Thursday, March 5, 2020

When We Lost Our Way

Everything you see in this country was really hard set in the 60's. We never moved past it in terms of the generation gap and who the "us VS them" of the whole us VS them concept is. That defined most of the roles we've settled into, and we've been stalled ever since. Peaceniks and war hawks, blue collar and the elite, rebels and the establishment. It's how the police became the enemy to a huge demographic of people, it's how the middle class formed their images of minorities and the poor, it's how we learned to define the ruling class and serfs, and got sold on siding with wrong one time and time again.
Most people alive then still think in terms of TV shows from the era when they think about what society looks like. You were part of the freedom loving sex and drug culture, or you were a square. You let your freak flag fly, or you conform. You're a little bit country, or a little bit rock and roll.
The point is, it divided us up and labeled us and put us in boxes, and all the time we spent fighting those labels or finding happiness being defined by them allowed the wealthy and elite to change all the rules of the game. There was a whole generation of young people fighting the power. They were protesting, they were pushing boundaries, they were tuning in, turning on, and dropping out. They were the passionate youth, the younger generation that wasn't afraid, that didn't care about the rule book, or the way it should be. They wanted the world, and they wanted it now.
Then something happened. The boomers everyone hates so much today were once the millennials of their time, but they got old. They got frightened. They got tired of fighting. One day, they woke up and looked in the mirror, and they no longer fit the role of radical, they looked like their parents. So they effortlessly slid into that role, and even though they may have retained some of their ideals, they lost their fire and passion and edge. They lost their will to fight and take risks. Risks were for the young. They convinced themselves that they were smart by playing it safe, by not expecting to change the world. They got scared, and they found it easy to adapt and beg for crumbs rather than take risks and try for the things they truly wanted.

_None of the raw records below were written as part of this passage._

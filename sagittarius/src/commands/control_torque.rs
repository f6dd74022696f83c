use serde::{Deserialize, Serialize};

use crate::packets::{CommandCode, Payload, PayloadReader};
use crate::{ArmError, TorqueMode};

/// Frees or locks every servo on the arm.
#[derive(Serialize, Deserialize, Debug, Clone, Copy, PartialEq, Eq)]
pub struct ControlTorque {
    pub mode: TorqueMode,
}

impl ControlTorque {
    pub fn new(mode: TorqueMode) -> Self {
        Self { mode }
    }
}

impl Payload for ControlTorque {
    const CODE: CommandCode = CommandCode::ControlTorque;

    fn write_payload(&self, out: &mut Vec<u8>) {
        out.push(match self.mode {
            TorqueMode::Free => 0,
            TorqueMode::Locked => 1,
        });
    }

    fn read_payload(bytes: &[u8]) -> Result<Self, ArmError> {
        let mut reader = PayloadReader::new(bytes, Self::CODE);
        let mode = match reader.u8()? {
            0 => TorqueMode::Free,
            1 => TorqueMode::Locked,
            other => {
                return Err(ArmError::MalformedFrame(format!(
                    "torque mode byte {} is neither 0 nor 1",
                    other
                )))
            }
        };
        reader.finish()?;
        Ok(Self { mode })
    }
}
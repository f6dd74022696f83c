// Scripted tour of the SDK against a real arm or the simulator
// Run with: cargo run -p example --bin demo                    (simulator on 127.0.0.1:16001)
//           cargo run -p example --bin demo -- --serial /dev/ttyACM0

use std::time::Duration;

use sagittarius::{
    drivers::{ArmConfig, BusReply, JointStatus, SagittariusArm},
    kinematics::{JointVector, KinematicsModel, Pose},
    logging::{init_logging, log_set_level},
    ArmError, ServoCommand,
};
use tokio::time::sleep;

async fn connect() -> Result<SagittariusArm, ArmError> {
    let args: Vec<String> = std::env::args().collect();
    let config = ArmConfig::new("/dev/ttyACM0".to_string(), 1_000_000, 500, 5);

    match args.get(1).map(String::as_str) {
        Some("--serial") => {
            let path = args.get(2).cloned().unwrap_or(config.serial_path.clone());
            SagittariusArm::connect(ArmConfig { serial_path: path, ..config }).await
        }
        Some(addr) => SagittariusArm::connect_tcp(addr, config).await,
        None => SagittariusArm::connect_tcp("127.0.0.1:16001", config).await,
    }
}

fn print_status(status: &JointStatus) {
    match status {
        JointStatus::Complete(values) => println!("Current joint status: {:?}", values),
        JointStatus::Incomplete { best_effort, missing } => {
            println!("Partial joint status (no answer from {:?}): {:?}", missing, best_effort)
        }
    }
}

async fn move_to(arm: &SagittariusArm, model: &KinematicsModel, target: &Pose) -> Result<bool, ArmError> {
    let guess = arm.get_current_joint_status().await?.joints();
    let outcome = model.solve(target, 0.001, 0.001, &guess);
    match outcome.converged() {
        Some(joints) if arm.check_upper_lower(&joints) => {
            arm.set_all_joints_radian(&joints).await?;
            Ok(true)
        }
        Some(joints) => {
            println!("IK solution {:?} is outside the joint limits", joints);
            Ok(false)
        }
        None => {
            println!("IK did not converge for {:?}", target.position());
            Ok(false)
        }
    }
}

#[tokio::main]
async fn main() -> Result<(), ArmError> {
    init_logging()?;
    log_set_level(3)?;

    let arm = connect().await?;
    let kinematics = KinematicsModel::sagittarius_at(0.0, 0.0, 0.0);

    // Keep the arm powered after the demo exits.
    arm.set_free_after_release(false);
    println!("Sagittarius driver is running");

    print_status(&arm.get_current_joint_status().await?);

    arm.set_gripper_linear_position(0.0).await?;
    sleep(Duration::from_secs(1)).await;

    let mut joints = JointVector::zeros();
    joints.0[5] = 1.576;
    arm.set_all_joints_radian(&joints).await?;
    sleep(Duration::from_secs(1)).await;

    arm.set_all_joints_radian(&JointVector::zeros()).await?;
    sleep(Duration::from_secs(1)).await;

    let servos = [
        ServoCommand::new(1, 0.45),
        ServoCommand::new(2, 0.45),
        ServoCommand::new(3, 0.55),
        ServoCommand::new(4, 1.55),
    ];
    arm.set_joints_by_index(&servos).await?;
    sleep(Duration::from_secs(1)).await;

    arm.set_gripper_linear_position(-0.068).await?;
    sleep(Duration::from_secs(2)).await;

    if let BusReply::Received(info) = arm.get_servo_info(2, Duration::from_millis(200)).await? {
        println!(
            "Servo No.2 info: speed={}, payload={}%, voltage={}V, current={}mA",
            info.speed, info.load, info.voltage, info.current
        );
    }

    let target = Pose::from_euler_degrees([0.3, 0.0, 0.1], [0.0, 45.0, 0.0])?;
    if move_to(&arm, &kinematics, &target).await? {
        sleep(Duration::from_secs(2)).await;
        let status = arm.get_current_joint_status().await?;
        let pose = kinematics.fk_euler(&status.joints());
        println!(
            "Current position: x={:.4}, y={:.4}, z={:.4}",
            pose.xyz[0], pose.xyz[1], pose.xyz[2]
        );
        println!(
            "Current orientation: roll={:.4}, pitch={:.4}, yaw={:.4}",
            pose.rpy[0], pose.rpy[1], pose.rpy[2]
        );
    }

    let target = Pose::from_quaternion([0.3, 0.0, 0.1], [0.0, 0.7068252, 0.0, 0.7073883])?;
    if move_to(&arm, &kinematics, &target).await? {
        sleep(Duration::from_secs(2)).await;
    }

    for (xyz, rpy) in [([0.2, 0.2, 0.2], [0.0, 0.0, 45.0]), ([0.3, 0.0, 0.3], [0.0, 0.0, 0.0])] {
        let target = Pose::from_euler_degrees(xyz, rpy)?;
        if move_to(&arm, &kinematics, &target).await? {
            sleep(Duration::from_secs(2)).await;
        }
    }

    arm.close().await
}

So now they are the establishment, but they still convince themselves that they aren't because they have the rednecks and racists and super wealthy to look down on. They have a new enemy, one that was also defined in the 60's. The southern man, with his robes and hood in the back of his closet, full of ignorance and hate and intolerance. They love to mock them and argue with them on social media, to prove that they are still fighting, that they are still rebels. The thing is, you don't change those people by fighting them, you change it by changing the world around them and dragging them along. You change it by making the world better and bringing them along into a better future, where they don't have to punch down to feel like they matter.
We stopped doing all that in earnest in the 60's. We drew up sides, and we've been conforming to them ever since. It doesn't matter what the young and vital people who can actually change the world really want, because we just keep them down enough until they too will reach that age when they are saddled with kids and responsibilities, and are just tired of fighting and find that they are scared of teenagers and their music. Then they will join the other side, and will all feel safer by compromise and acquiescence.

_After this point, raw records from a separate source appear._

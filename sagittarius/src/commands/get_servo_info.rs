use serde::{Deserialize, Serialize};

use crate::packets::{CommandCode, Payload, PayloadReader};
use crate::{ArmError, ServoTelemetry};

/// Asks one servo for its telemetry block.
#[derive(Serialize, Deserialize, Debug, Clone, Copy, PartialEq, Eq)]
pub struct GetServoInfo {
    pub id: u8,
}

impl GetServoInfo {
    pub fn new(id: u8) -> Self {
        Self { id }
    }
}

impl Payload for GetServoInfo {
    const CODE: CommandCode = CommandCode::GetServoInfo;

    fn write_payload(&self, out: &mut Vec<u8>) {
        out.push(self.id);
    }

    fn read_payload(bytes: &[u8]) -> Result<Self, ArmError> {
        let mut reader = PayloadReader::new(bytes, Self::CODE);
        let id = reader.u8()?;
        reader.finish()?;
        Ok(Self { id })
    }
}

#[derive(Serialize, Deserialize, Debug, Clone, Copy, PartialEq, Eq)]
pub struct GetServoInfoResponse {
    pub id: u8,
    pub telemetry: ServoTelemetry,
}

impl Payload for GetServoInfoResponse {
    const CODE: CommandCode = CommandCode::GetServoInfo;

    fn write_payload(&self, out: &mut Vec<u8>) {
        out.push(self.id);
        for field in self.telemetry.to_array() {
            out.extend_from_slice(&field.to_le_bytes());
        }
    }

    fn read_payload(bytes: &[u8]) -> Result<Self, ArmError> {
        let mut reader = PayloadReader::new(bytes, Self::CODE);
        let id = reader.u8()?;
        let telemetry = ServoTelemetry {
            speed: reader.i16()?,
            load: reader.i16()?,
            voltage: reader.i16()?,
            current: reader.i16()?,
        };
        reader.finish()?;
        Ok(Self { id, telemetry })
    }
}

#[cfg(test)]
mod tests {
    use super::*;

    #[test]
    fn test_response_field_order() {
        let bytes = [4, 10, 0, 0xF6, 0xFF, 120, 0, 3, 1];
        let resp = GetServoInfoResponse::read_payload(&bytes).unwrap();
        assert_eq!(resp.id, 4);
        assert_eq!(resp.telemetry.to_array(), [10, -10, 120, 259]);

        let mut out = Vec::new();
        resp.write_payload(&mut out);
        assert_eq!(out, bytes);
    }

    #[test]
    fn test_trailing_bytes_rejected() {
        assert!(GetServoInfo::read_payload(&[1, 2]).is_err());
    }
}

We want young people to be engaged and involved, but only if they do it on our terms. That's not how progress works. That's not how things get better. It's the reason why nothing has changed politically in the last sixty years, and why we've stalled. We are stifling the younger, most vital and idealistic part of society until they are tamed, until they are safe and familiar and agree to do it our way. We are afraid, so we are killing off our best chance to actually achieve the things we once fought for and believed in. We've become the enemy, and we've done it so gradually that we can still convince ourselves that it's not true.
Hunter S Thompson wrote about the dreams and vision those boomers had when they were young, and how it broke and crashed like a wave in the 70's, and then receded back to the ocean. That ocean has been rising ever since, not like a wave with its kinetic and crazy energy, but like the slowly rising sea levels that will wipe us out one day. It has inundated everything, and we are drowning in it, and the older generation is holding the heads of the younger generation underwater, weighing them down and immobilizing them, and telling themselves it's for their own good.
We are afraid. We are paralyzed by it. We are trying to game the system, and tell ourselves it's the smart and safest way to go, but safe never really got us anything.
We have lost our way, and that started in the 60's.